Veteran readers of Lab Soft News may recall a note posted in 2005 focusing on syndromic surveillance (see: Public Health Informatics Update). The basic concept, which I don't think went far, was to unveil possible bioterrrorism attempts by electronically screening patients seen in Emergency Departments. The underlying idea was to screen for clusters of symptoms (e.g., nausea, vomiting) that would suddenly crop up. A project with a similar theme, albeit with a less dramatic but certainly useful goal, has now been launched (see: CDC project to test health alerts sent to docs via EHRs). The objective is to identify episodes of food born illness by assessing symptoms recorded in EMRs and then alert physicians via these same systems. Below is an excerpt from the article:
The Centers for Disease Control and Prevention (CDC), GE Healthcare and the Alliance of Chicago Community Health Services are collaborating on a project that aims at testing the efficacy of actionable health alerts, delivered instantly to a physician's electronic medical record. Officials made the announcement at [the recent] HIMSS and said the project will begin with a six-month prospective study, seeking to determine if the alerts are triggered often enough or too often, and if doctors take the advice displayed within the alerts. As a foundation, the study will utilize GE Healthcare's densely populated Medical Quality Improvement Consortium (MQIC) database, which today holds more than 17 million de-identified patient records.The Alliance of Chicago Community Health Services, with participation from the Chicago Department of Public Health, has collaborated to develop and implement a use case for the pilot program since 2009...."If this is successful, and we're able to deliver instant, actionable health alerts, we can intervene more rapidly at the individual patient level and more effectively contain communicable outbreaks. This type of rapid dissemination of relevant, up-to-the-minute information to clinicians at the point of care is a model. It demonstrates how public health oriented clinical decision support could enable us to manage disease more effectively at an earlier stage.
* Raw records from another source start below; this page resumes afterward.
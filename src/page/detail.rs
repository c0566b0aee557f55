//! The detail page for a single todo.

use crate::error::{Error, Result};
use crate::todo::{TodoId, TodoItem, TodoStore};

/// Outcome of looking up the page's todo.
#[derive(Debug, Clone, Copy, PartialEq, Eq)]
pub enum Resolved<'a> {
    Found(&'a TodoItem),
    NotFound(TodoId),
}

#[derive(Debug, Clone, PartialEq, Eq)]
pub struct DetailPage {
    id: TodoId,
    pending_delete: Option<String>,
}

impl DetailPage {
    pub fn new(id: TodoId) -> Self {
        Self {
            id,
            pending_delete: None,
        }
    }

    pub fn id(&self) -> TodoId {
        self.id
    }

    pub fn resolve<'a>(&self, store: &'a TodoStore) -> Resolved<'a> {
        match store.get(self.id) {
            Some(todo) => Resolved::Found(todo),
            None => Resolved::NotFound(self.id),
        }
    }

    pub fn toggle_complete<'a>(&self, store: &'a mut TodoStore) -> Result<&'a TodoItem> {
        store.toggle_complete(self.id)
    }

    /// Start the delete confirmation for this page's todo.
    pub fn request_delete(&mut self, store: &TodoStore) -> Result<()> {
        let todo = store.get(self.id).ok_or(Error::TodoNotFound(self.id))?;
        self.pending_delete = Some(todo.task.clone());
        Ok(())
    }

    pub fn delete_prompt(&self) -> Option<String> {
        self.pending_delete
            .as_ref()
            .map(|task| format!("Are you sure you want to delete \"{task}\"?"))
    }

    pub fn is_confirming_delete(&self) -> bool {
        self.pending_delete.is_some()
    }

    pub fn cancel_delete(&mut self) {
        self.pending_delete = None;
    }

    /// Delete the todo after [`DetailPage::request_delete`].
    pub fn confirm_delete(&mut self, store: &mut TodoStore) -> Result<TodoItem> {
        if self.pending_delete.take().is_none() {
            return Err(Error::InvalidArgument(format!(
                "delete of {} was not requested",
                self.id
            )));
        }
        store.delete(self.id)
    }
}
//! Todo entities and the in-memory store that owns them.
//!
//! The store is the single source of truth for a session. Callers read
//! through shared borrows and request every mutation by [`TodoId`].

use std::fmt;
use std::str::FromStr;
use std::sync::{Arc, Mutex};

use chrono::{DateTime, Duration, Utc};
use serde::{Deserialize, Serialize};

use crate::error::{Error, Result};

/// Tasks every session starts with unless configuration overrides them.
pub const DEFAULT_SEED: [&str; 3] = ["Learn about Angular", "Use the CLI", "Profit!"];

/// Identifier of a todo, unique within a session.
#[derive(Debug, Clone, Copy, PartialEq, Eq, Hash, PartialOrd, Ord, Serialize, Deserialize)]
#[serde(transparent)]
pub struct TodoId(u64);

impl TodoId {
    pub fn new(value: u64) -> Self {
        Self(value)
    }

    pub fn get(self) -> u64 {
        self.0
    }
}

impl fmt::Display for TodoId {
    fn fmt(&self, f: &mut fmt::Formatter<'_>) -> fmt::Result {
        fmt::Display::fmt(&self.0, f)
    }
}

impl FromStr for TodoId {
    type Err = Error;

    /// Accepts positive integers only.
    fn from_str(value: &str) -> Result<Self> {
        let trimmed = value.trim();
        match trimmed.parse::<u64>() {
            Ok(0) => Err(Error::InvalidArgument(
                "todo id must be a positive integer".to_string(),
            )),
            Ok(id) => Ok(TodoId(id)),
            Err(_) => Err(Error::InvalidArgument(format!(
                "invalid todo id '{trimmed}'"
            ))),
        }
    }
}

/// A single todo record.
#[derive(Debug, Clone, PartialEq, Eq, Serialize, Deserialize)]
pub struct TodoItem {
    pub id: TodoId,
    pub task: String,
    pub created_on: DateTime<Utc>,
    #[serde(skip_serializing_if = "Option::is_none")]
    pub completed_on: Option<DateTime<Utc>>,
}

impl TodoItem {
    pub fn is_complete(&self) -> bool {
        self.completed_on.is_some()
    }

    /// Completion time for done items, creation time otherwise.
    pub fn action_date(&self) -> DateTime<Utc> {
        self.completed_on.unwrap_or(self.created_on)
    }
}

/// Source of timestamps for the store.
pub trait Clock: Send + Sync {
    fn now(&self) -> DateTime<Utc>;
}

/// Wall-clock time.
#[derive(Debug, Clone, Copy, Default)]
pub struct SystemClock;

impl Clock for SystemClock {
    fn now(&self) -> DateTime<Utc> {
        Utc::now()
    }
}

/// A clock that only moves when told to.
#[derive(Debug)]
pub struct FixedClock {
    time: Mutex<DateTime<Utc>>,
}

impl FixedClock {
    pub fn new(time: DateTime<Utc>) -> Self {
        Self {
            time: Mutex::new(time),
        }
    }

    pub fn advance(&self, by: Duration) {
        let mut time = self.time.lock().unwrap_or_else(|err| err.into_inner());
        *time += by;
    }
}

impl Clock for FixedClock {
    fn now(&self) -> DateTime<Utc> {
        *self.time.lock().unwrap_or_else(|err| err.into_inner())
    }
}

/// Open and done totals for a store.
#[derive(Debug, Clone, Copy, PartialEq, Eq, Default, Serialize)]
pub struct TodoCounts {
    pub open: usize,
    pub done: usize,
}

/// In-memory owner of every todo in a session.
pub struct TodoStore {
    todos: Vec<TodoItem>,
    next_id: u64,
    clock: Arc<dyn Clock>,
}

impl fmt::Debug for TodoStore {
    fn fmt(&self, f: &mut fmt::Formatter<'_>) -> fmt::Result {
        f.debug_struct("TodoStore")
            .field("todos", &self.todos)
            .field("next_id", &self.next_id)
            .finish_non_exhaustive()
    }
}

impl TodoStore {
    /// An empty store; the first added todo gets id 1.
    pub fn new(clock: Arc<dyn Clock>) -> Self {
        Self {
            todos: Vec::new(),
            next_id: 1,
            clock,
        }
    }

    /// A store holding one incomplete todo per seed task, with ids 1..=n.
    /// Empty seed tasks are skipped.
    pub fn with_seed<I, S>(clock: Arc<dyn Clock>, tasks: I) -> Self
    where
        I: IntoIterator<Item = S>,
        S: AsRef<str>,
    {
        let mut store = Self::new(clock);
        for task in tasks {
            let _ = store.add(task.as_ref());
        }
        store
    }

    pub fn len(&self) -> usize {
        self.todos.len()
    }

    pub fn is_empty(&self) -> bool {
        self.todos.is_empty()
    }

    /// All todos in insertion order.
    pub fn iter(&self) -> impl Iterator<Item = &TodoItem> {
        self.todos.iter()
    }

    pub fn list_incomplete(&self) -> Vec<&TodoItem> {
        self.todos.iter().filter(|todo| !todo.is_complete()).collect()
    }

    pub fn list_complete(&self) -> Vec<&TodoItem> {
        self.todos.iter().filter(|todo| todo.is_complete()).collect()
    }

    pub fn counts(&self) -> TodoCounts {
        let done = self.todos.iter().filter(|todo| todo.is_complete()).count();
        TodoCounts {
            open: self.todos.len() - done,
            done,
        }
    }

    pub fn is_complete(&self, todo: &TodoItem) -> bool {
        todo.is_complete()
    }

    /// Append a new incomplete todo with the task text as given. Ids come
    /// from a counter that never goes backwards, so a deleted id is not
    /// handed out again.
    pub fn add(&mut self, task: &str) -> Result<TodoId> {
        if task.is_empty() {
            tracing::debug!("rejected empty task");
            return Err(Error::EmptyTask);
        }

        let id = TodoId(self.next_id);
        self.next_id += 1;
        self.todos.push(TodoItem {
            id,
            task: task.to_string(),
            created_on: self.clock.now(),
            completed_on: None,
        });
        tracing::debug!(%id, task, "added todo");
        Ok(id)
    }

    pub fn get(&self, id: TodoId) -> Option<&TodoItem> {
        self.todos.iter().find(|todo| todo.id == id)
    }

    pub fn complete(&mut self, id: TodoId) -> Result<&TodoItem> {
        let now = self.clock.now();
        let todo = self.get_mut(id)?;
        todo.completed_on = Some(now);
        tracing::debug!(%id, "completed todo");
        Ok(&*todo)
    }

    pub fn mark_incomplete(&mut self, id: TodoId) -> Result<&TodoItem> {
        let todo = self.get_mut(id)?;
        todo.completed_on = None;
        tracing::debug!(%id, "reopened todo");
        Ok(&*todo)
    }

    pub fn toggle_complete(&mut self, id: TodoId) -> Result<&TodoItem> {
        let complete = self
            .get(id)
            .map(TodoItem::is_complete)
            .ok_or(Error::TodoNotFound(id))?;
        if complete {
            self.mark_incomplete(id)
        } else {
            self.complete(id)
        }
    }

    /// Remove a todo and hand it back to the caller.
    pub fn delete(&mut self, id: TodoId) -> Result<TodoItem> {
        let index = self
            .todos
            .iter()
            .position(|todo| todo.id == id)
            .ok_or(Error::TodoNotFound(id))?;
        let removed = self.todos.remove(index);
        tracing::debug!(%id, "deleted todo");
        Ok(removed)
    }

    fn get_mut(&mut self, id: TodoId) -> Result<&mut TodoItem> {
        self.todos
            .iter_mut()
            .find(|todo| todo.id == id)
            .ok_or(Error::TodoNotFound(id))
    }
}

#[cfg(test)]
mod tests {
    use super::*;
    use chrono::TimeZone;

    fn clock() -> Arc<FixedClock> {
        Arc::new(FixedClock::new(
            Utc.with_ymd_and_hms(2024, 5, 1, 9, 0, 0).unwrap(),
        ))
    }

    fn seeded() -> (TodoStore, Arc<FixedClock>) {
        let clock = clock();
        let store = TodoStore::with_seed(clock.clone(), DEFAULT_SEED);
        (store, clock)
    }

    fn ids(items: &[&TodoItem]) -> Vec<u64> {
        items.iter().map(|todo| todo.id.get()).collect()
    }

    #[test]
    fn seed_assigns_sequential_ids() {
        let (store, _) = seeded();
        assert_eq!(ids(&store.list_incomplete()), vec![1, 2, 3]);
        assert!(store.list_complete().is_empty());
        assert_eq!(store.get(TodoId::new(2)).unwrap().task, "Use the CLI");
    }

    #[test]
    fn add_rejects_empty_task() {
        let (mut store, _) = seeded();
        assert!(matches!(store.add(""), Err(Error::EmptyTask)));
        assert_eq!(store.len(), 3);
    }

    #[test]
    fn add_keeps_task_text_verbatim() {
        let (mut store, _) = seeded();
        let padded = store.add("  Buy milk  ").unwrap();
        let blank = store.add("   ").unwrap();
        assert_eq!(store.get(padded).unwrap().task, "  Buy milk  ");
        assert_eq!(store.get(blank).unwrap().task, "   ");
        assert_eq!(store.len(), 5);
    }

    #[test]
    fn add_appends_incomplete_todo_with_next_id() {
        let (mut store, clock) = seeded();
        clock.advance(Duration::minutes(5));
        let id = store.add("Buy milk").unwrap();
        assert_eq!(id, TodoId::new(4));
        let todo = store.get(id).unwrap();
        assert_eq!(todo.task, "Buy milk");
        assert_eq!(todo.created_on, clock.now());
        assert!(todo.completed_on.is_none());
        assert_eq!(ids(&store.list_incomplete()), vec![1, 2, 3, 4]);
    }

    #[test]
    fn first_add_on_empty_store_gets_id_one() {
        let mut store = TodoStore::new(clock());
        assert_eq!(store.add("only").unwrap(), TodoId::new(1));
    }

    #[test]
    fn complete_then_mark_incomplete_restores_state() {
        let (mut store, clock) = seeded();
        let id = TodoId::new(2);
        clock.advance(Duration::hours(1));
        let done = store.complete(id).unwrap();
        assert!(done.is_complete());
        assert_eq!(done.completed_on, Some(clock.now()));
        assert_eq!(done.action_date(), clock.now());

        let reopened = store.mark_incomplete(id).unwrap();
        assert!(!reopened.is_complete());
        assert!(reopened.completed_on.is_none());
        assert_eq!(reopened.action_date(), reopened.created_on);
    }

    #[test]
    fn completing_partitions_listings_in_insertion_order() {
        let (mut store, _) = seeded();
        store.complete(TodoId::new(2)).unwrap();
        assert_eq!(ids(&store.list_incomplete()), vec![1, 3]);
        assert_eq!(ids(&store.list_complete()), vec![2]);
        assert_eq!(store.counts(), TodoCounts { open: 2, done: 1 });
    }

    #[test]
    fn toggle_flips_completion() {
        let (mut store, _) = seeded();
        let id = TodoId::new(1);
        assert!(store.toggle_complete(id).unwrap().is_complete());
        assert!(!store.toggle_complete(id).unwrap().is_complete());
    }

    #[test]
    fn mutations_on_unknown_id_report_not_found() {
        let (mut store, _) = seeded();
        let missing = TodoId::new(42);
        assert!(matches!(store.complete(missing), Err(Error::TodoNotFound(id)) if id == missing));
        assert!(matches!(store.mark_incomplete(missing), Err(Error::TodoNotFound(_))));
        assert!(matches!(store.toggle_complete(missing), Err(Error::TodoNotFound(_))));
        assert!(matches!(store.delete(missing), Err(Error::TodoNotFound(_))));
        assert_eq!(store.len(), 3);
    }

    #[test]
    fn delete_removes_exactly_one() {
        let (mut store, _) = seeded();
        let removed = store.delete(TodoId::new(1)).unwrap();
        assert_eq!(removed.task, "Learn about Angular");
        assert_eq!(store.len(), 2);
        assert!(store.get(TodoId::new(1)).is_none());
    }

    #[test]
    fn deleted_max_id_is_not_reused() {
        let (mut store, _) = seeded();
        store.delete(TodoId::new(3)).unwrap();
        assert_eq!(store.add("Ship it").unwrap(), TodoId::new(4));
    }

    #[test]
    fn todo_id_parses_positive_integers_only() {
        assert_eq!("7".parse::<TodoId>().unwrap(), TodoId::new(7));
        assert_eq!(" 12 ".parse::<TodoId>().unwrap(), TodoId::new(12));
        assert!("0".parse::<TodoId>().is_err());
        assert!("-1".parse::<TodoId>().is_err());
        assert!("abc".parse::<TodoId>().is_err());
    }

    #[test]
    fn serializes_without_unset_completion() {
        let (store, _) = seeded();
        let json = serde_json::to_value(store.get(TodoId::new(1)).unwrap()).unwrap();
        assert_eq!(json["id"], 1);
        assert_eq!(json["task"], "Learn about Angular");
        assert!(json.get("completed_on").is_none());
    }
}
It could impact lifespan and quality of life at a global level, [said a project spokesperson]." Mark Dente, the chief medical informatics officer for GE Healthcare IT, explained how the alerts will work. "When a physician is seeing a patient, she just punches the data in as she normally would. The real work happens behind the scenes," he said. Once the data is entered, it's de-identified and transmitted to an archive where it's measured against a disease profile and, when a suitable match is found, the relevant alert is issued and appears on the doctor's EMR display without so much as an extra keystroke, Dente said. "Our first use case explores foodborne illness – and CDC estimates there are 48 million cases of it in the U.S. alone each year," explained Dente.
From a public health perspective, I find this project interesting. However and in my opinion, the public health experts behind this initiative have teased out the challenges inherent in the approach: determining if the alerts are triggered often enough or too often, and if doctors take the advice displayed within the alerts. I suspect that most physicians don't view their EMRs as interactive systems and will tend to ignore alerts. This is commonly referred to as alert or pop-up fatigue. Here's a brief description of this phenomenon:
Alert fatigue...is a commonly perceived occurrence with the recent implementation of EMRs (electronic medical records) and specifically CDS (decision support)....Clearly, the volume of information an average ambulatory provider must remember is too much. The volume increases daily and in order to keep current a provider needs help. Decision support is one type of help that has evolved....One form of tools to aid the provider is alerts. Alerts can be in the form of "pop-ups," contact-dependent (during access of patient's record), and/or contact-independent (alert "delivered" to provider). The alerts, while found to be beneficial in some cases, can result in a type of "fatigue" whereby the provider, after receiving too many alerts, begins to ignore and/or override the alerts. Receiving too many alerts can result in slowing the provider down rendering the alert useless. A recent review stated that safety alerts are overridden by clinicians 49-96% of the time.
So, it appears that EMR alerts intended for physician users are frequently or nearly always ignored. This does not bode well for the Chicago project described above.